● HOW TO COMPLETE THIS TASK:
Which lines below mention "info"? Pick each one out.

Stored data
----
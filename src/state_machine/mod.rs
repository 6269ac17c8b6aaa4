// State machine module for job and process lifecycle handling
//
// Job states arrive asynchronously from remote monitors; the guards decide which
// reported transitions are applied and which are dropped as stale.

pub mod guards;
pub mod states;

pub use guards::{is_valid_job_transition, JobStateTransitionGuard, StateGuard};
pub use states::{JobState, ProcessState};
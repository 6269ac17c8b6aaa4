//! # Transfer Engine
//!
//! Moves one file between two endpoints. The strategy is fixed per engine by
//! `staging.streaming_enabled`:
//!
//! ```text
//! buffered relay:   source ──download──► local scratch file ──upload──► destination
//! pass-through:     source ──"In"──► duplex pipe ──"Out"──► destination
//! ```
//!
//! The pass-through halves run as two spawned units. Both permits of a
//! transfer are taken from the shared pool before either unit starts, so a
//! half never waits on the pool while its peer holds the pipe. Results are
//! observed in completion order; the first failure aborts whichever unit is
//! still pending.

use futures::stream::{FuturesUnordered, StreamExt};
use std::collections::HashMap;
use std::fmt;
use std::path::{Path, PathBuf};
use std::sync::Arc;
use tokio::io::AsyncWriteExt;
use tokio::sync::{OwnedSemaphorePermit, Semaphore};
use tokio::task::{AbortHandle, JoinHandle};
use tracing::{debug, error, info, warn};

use super::paths::{escape_special_characters, file_name, scratch_path};
use crate::adaptors::{AdaptorError, AgentAdaptor, FileMetadata};
use crate::config::StagingConfig;
use crate::error::{ErrorCause, TaskFailure, TaskResult};
use crate::logging::log_transfer_operation;
use crate::metrics::OrchestratorMetrics;

#[derive(Debug, Clone, Copy, PartialEq, Eq, Hash)]
pub enum TransferDirection {
    /// Source to pipe
    In,
    /// Pipe to destination
    Out,
}

impl fmt::Display for TransferDirection {
    fn fmt(&self, f: &mut fmt::Formatter<'_>) -> fmt::Result {
        match self {
            Self::In => f.write_str("In"),
            Self::Out => f.write_str("Out"),
        }
    }
}

#[derive(Debug, Clone, Copy, PartialEq, Eq)]
pub enum TransferStatus {
    Completed,
    Failed,
}

/// Outcome of one half of a pass-through transfer
#[derive(Debug, Clone)]
pub struct TransferResult {
    pub transfer_id: TransferDirection,
    pub status: TransferStatus,
    pub message: String,
    pub error: Option<AdaptorError>,
}

impl TransferResult {
    fn completed(transfer_id: TransferDirection) -> Self {
        Self {
            transfer_id,
            status: TransferStatus::Completed,
            message: "Successfully completed the transfer".to_string(),
            error: None,
        }
    }

    fn failed(transfer_id: TransferDirection, message: String, error: Option<AdaptorError>) -> Self {
        Self {
            transfer_id,
            status: TransferStatus::Failed,
            message,
            error,
        }
    }
}

/// Removes the scratch file on every exit path of the buffered relay
struct ScratchFile {
    path: PathBuf,
}

impl Drop for ScratchFile {
    fn drop(&mut self) {
        if !self.path.exists() {
            return;
        }
        match std::fs::remove_file(&self.path) {
            Ok(()) => debug!(path = %self.path.display(), "Deleted temporary file"),
            Err(err) => warn!(
                path = %self.path.display(),
                error = %err,
                "Failed to delete temporary file"
            ),
        }
    }
}

/// One permit for each half of a pass-through transfer
const PERMITS_PER_TRANSFER: u32 = 2;

pub struct TransferEngine {
    streaming_enabled: bool,
    local_data_location: PathBuf,
    stream_buffer_bytes: usize,
    pool: Arc<Semaphore>,
    metrics: Arc<OrchestratorMetrics>,
}

impl fmt::Debug for TransferEngine {
    fn fmt(&self, f: &mut fmt::Formatter<'_>) -> fmt::Result {
        f.debug_struct("TransferEngine")
            .field("streaming_enabled", &self.streaming_enabled)
            .field("local_data_location", &self.local_data_location)
            .field("available_permits", &self.pool.available_permits())
            .finish()
    }
}

impl TransferEngine {
    pub fn new(config: &StagingConfig, metrics: Arc<OrchestratorMetrics>) -> Self {
        Self {
            streaming_enabled: config.streaming_enabled,
            local_data_location: config.local_data_location.clone(),
            stream_buffer_bytes: config.stream_buffer_bytes,
            pool: Arc::new(Semaphore::new(
                config.pass_through_pool_size.max(PERMITS_PER_TRANSFER as usize),
            )),
            metrics,
        }
    }

    pub fn is_streaming(&self) -> bool {
        self.streaming_enabled
    }

    /// Close the pass-through pool; later streaming transfers fail fast
    pub fn shutdown(&self) {
        info!("Shutting down transfer engine pass-through pool");
        self.pool.close();
    }

    pub fn is_shut_down(&self) -> bool {
        self.pool.is_closed()
    }

    pub async fn transfer(
        &self,
        process_id: &str,
        source: Arc<dyn AgentAdaptor>,
        source_path: &str,
        destination: Arc<dyn AgentAdaptor>,
        destination_path: &str,
    ) -> TaskResult<()> {
        if self.streaming_enabled {
            self.pass_through_transfer(source, source_path, destination, destination_path)
                .await
        } else {
            self.buffered_relay(
                process_id,
                source.as_ref(),
                source_path,
                destination.as_ref(),
                destination_path,
            )
            .await
        }
    }

    /// Download to `<local_data_location>/<process_id>/temp_inputs/<file>`,
    /// then upload from disk
    pub async fn buffered_relay(
        &self,
        process_id: &str,
        source: &dyn AgentAdaptor,
        source_path: &str,
        destination: &dyn AgentAdaptor,
        destination_path: &str,
    ) -> TaskResult<()> {
        let source_file = escape_special_characters(source_path);
        let destination_file = escape_special_characters(destination_path);

        let temp_path = self
            .prepare_scratch_path(process_id, file_name(source_path))
            .await?;
        let _scratch = ScratchFile {
            path: temp_path.clone(),
        };

        info!(
            source = %source_file,
            destination = %destination_file,
            temp_file = %temp_path.display(),
            "Using buffered relay"
        );

        source
            .download_file(&source_file, &temp_path)
            .await
            .map_err(|err| {
                TaskFailure::non_critical(format!(
                    "Failed downloading file {source_file} to the local path {}",
                    temp_path.display()
                ))
                .with_source(err)
            })?;

        let size = match tokio::fs::metadata(&temp_path).await {
            Ok(metadata) => metadata.len(),
            Err(_) => {
                return Err(TaskFailure::non_critical(format!(
                    "Local file does not exist at {}",
                    temp_path.display()
                )))
            }
        };
        self.metrics.record_transferred_bytes(size);

        destination
            .upload_file(&temp_path, &destination_file)
            .await
            .map_err(|err| {
                TaskFailure::non_critical(format!(
                    "Failed uploading file to {destination_file} from local path {}",
                    temp_path.display()
                ))
                .with_source(err)
            })?;

        log_transfer_operation(
            "buffered",
            &source_file,
            &destination_file,
            "completed",
            Some(size),
        );
        Ok(())
    }

    async fn prepare_scratch_path(&self, process_id: &str, name: &str) -> TaskResult<PathBuf> {
        let path = scratch_path(&self.local_data_location, process_id, name);
        let directory = path.parent().unwrap_or(Path::new("."));
        tokio::fs::create_dir_all(directory).await.map_err(|err| {
            TaskFailure::fatal(format!("Failed build directories {}", directory.display()))
                .with_source(err)
        })?;
        Ok(path)
    }

    /// Stream source to destination through a bounded in-memory pipe
    pub async fn pass_through_transfer(
        &self,
        source: Arc<dyn AgentAdaptor>,
        source_path: &str,
        destination: Arc<dyn AgentAdaptor>,
        destination_path: &str,
    ) -> TaskResult<()> {
        info!(
            source = %source_path,
            destination = %destination_path,
            "Using pass through transfer"
        );

        let metadata = source
            .get_file_metadata(source_path)
            .await
            .map_err(|err| {
                TaskFailure::non_critical(format!(
                    "Failed to obtain metadata for file {source_path}"
                ))
                .with_source(err)
            })?;

        let acquired = Arc::clone(&self.pool)
            .acquire_many_owned(PERMITS_PER_TRANSFER)
            .await;
        let permits = match acquired {
            Ok(permits) => Arc::new(permits),
            Err(_) => {
                error!(
                    source = %source_path,
                    destination = %destination_path,
                    "Transfer pool is shut down"
                );
                return Err(TaskFailure::non_critical(format!(
                    "Pass through file transfer failed from {source_path} to {destination_path}: transfer pool is shut down"
                )));
            }
        };

        let (writer, reader) = tokio::io::duplex(self.stream_buffer_bytes);

        let inbound = spawn_inbound(
            Arc::clone(&permits),
            source,
            source_path.to_string(),
            writer,
            metadata.clone(),
        );
        let outbound = spawn_outbound(
            permits,
            destination,
            destination_path.to_string(),
            reader,
            metadata,
        );

        let mut pending: HashMap<TransferDirection, AbortHandle> = HashMap::from([
            (TransferDirection::In, inbound.abort_handle()),
            (TransferDirection::Out, outbound.abort_handle()),
        ]);
        let mut units: FuturesUnordered<JoinHandle<TransferResult>> =
            [inbound, outbound].into_iter().collect();

        let mut completed = 0;
        let mut failure: Option<TransferResult> = None;

        while completed < 2 && failure.is_none() {
            match units.next().await {
                Some(Ok(result)) => {
                    pending.remove(&result.transfer_id);
                    match result.status {
                        TransferStatus::Completed => {
                            completed += 1;
                            debug!(transfer_id = %result.transfer_id, "Transfer completed");
                        }
                        TransferStatus::Failed => {
                            warn!(
                                transfer_id = %result.transfer_id,
                                message = %result.message,
                                "Transfer failed"
                            );
                            failure = Some(result);
                        }
                    }
                }
                Some(Err(join_error)) => {
                    error!(error = %join_error, "Error occurred while monitoring transfers");
                    abort_pending(&pending);
                    return Err(TaskFailure::non_critical(
                        "Error occurred while monitoring transfers",
                    )
                    .with_source(join_error));
                }
                None => break,
            }
        }

        abort_pending(&pending);

        if let Some(failed) = failure {
            error!(
                source = %source_path,
                destination = %destination_path,
                message = %failed.message,
                "Pass through transfer failed"
            );
            return Err(TaskFailure::non_critical(format!(
                "Pass through file transfer failed from {source_path} to {destination_path}"
            ))
            .with_cause(failed.error.map(|err| Arc::new(err) as ErrorCause)));
        }

        log_transfer_operation(
            "pass_through",
            source_path,
            destination_path,
            "completed",
            None,
        );
        Ok(())
    }
}

/// Each unit keeps the transfer's permits alive until it finishes
fn spawn_inbound(
    permits: Arc<OwnedSemaphorePermit>,
    source: Arc<dyn AgentAdaptor>,
    source_path: String,
    mut writer: tokio::io::DuplexStream,
    metadata: FileMetadata,
) -> JoinHandle<TransferResult> {
    tokio::spawn(async move {
        let _permits = permits;
        debug!(file = %source_path, "Executing in-bound transfer");
        let outcome = match source
            .stream_download(&source_path, &mut writer, &metadata)
            .await
        {
            Ok(()) => writer.shutdown().await.map_err(AdaptorError::from),
            Err(err) => Err(err),
        };

        match outcome {
            Ok(()) => TransferResult::completed(TransferDirection::In),
            Err(err) => TransferResult::failed(
                TransferDirection::In,
                format!("In-bound transfer failed for file {source_path}. Reason : {err}"),
                Some(err),
            ),
        }
    })
}

fn spawn_outbound(
    permits: Arc<OwnedSemaphorePermit>,
    destination: Arc<dyn AgentAdaptor>,
    destination_path: String,
    mut reader: tokio::io::DuplexStream,
    metadata: FileMetadata,
) -> JoinHandle<TransferResult> {
    tokio::spawn(async move {
        let _permits = permits;
        debug!(file = %destination_path, "Executing out-bound transfer");
        match destination
            .stream_upload(&mut reader, &metadata, &destination_path)
            .await
        {
            Ok(()) => TransferResult::completed(TransferDirection::Out),
            Err(err) => TransferResult::failed(
                TransferDirection::Out,
                format!("Out-bound transfer failed for file {destination_path}. Reason : {err}"),
                Some(err),
            ),
        }
    })
}

fn abort_pending(pending: &HashMap<TransferDirection, AbortHandle>) {
    for (transfer_id, handle) in pending {
        warn!(transfer_id = %transfer_id, "Cancelling transfer");
        handle.abort();
    }
}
----
● ANSWER SPACE:
use tracing::{debug, error, info, warn};
        info!("Shutting down transfer engine pass-through pool");
        info!(
        info!(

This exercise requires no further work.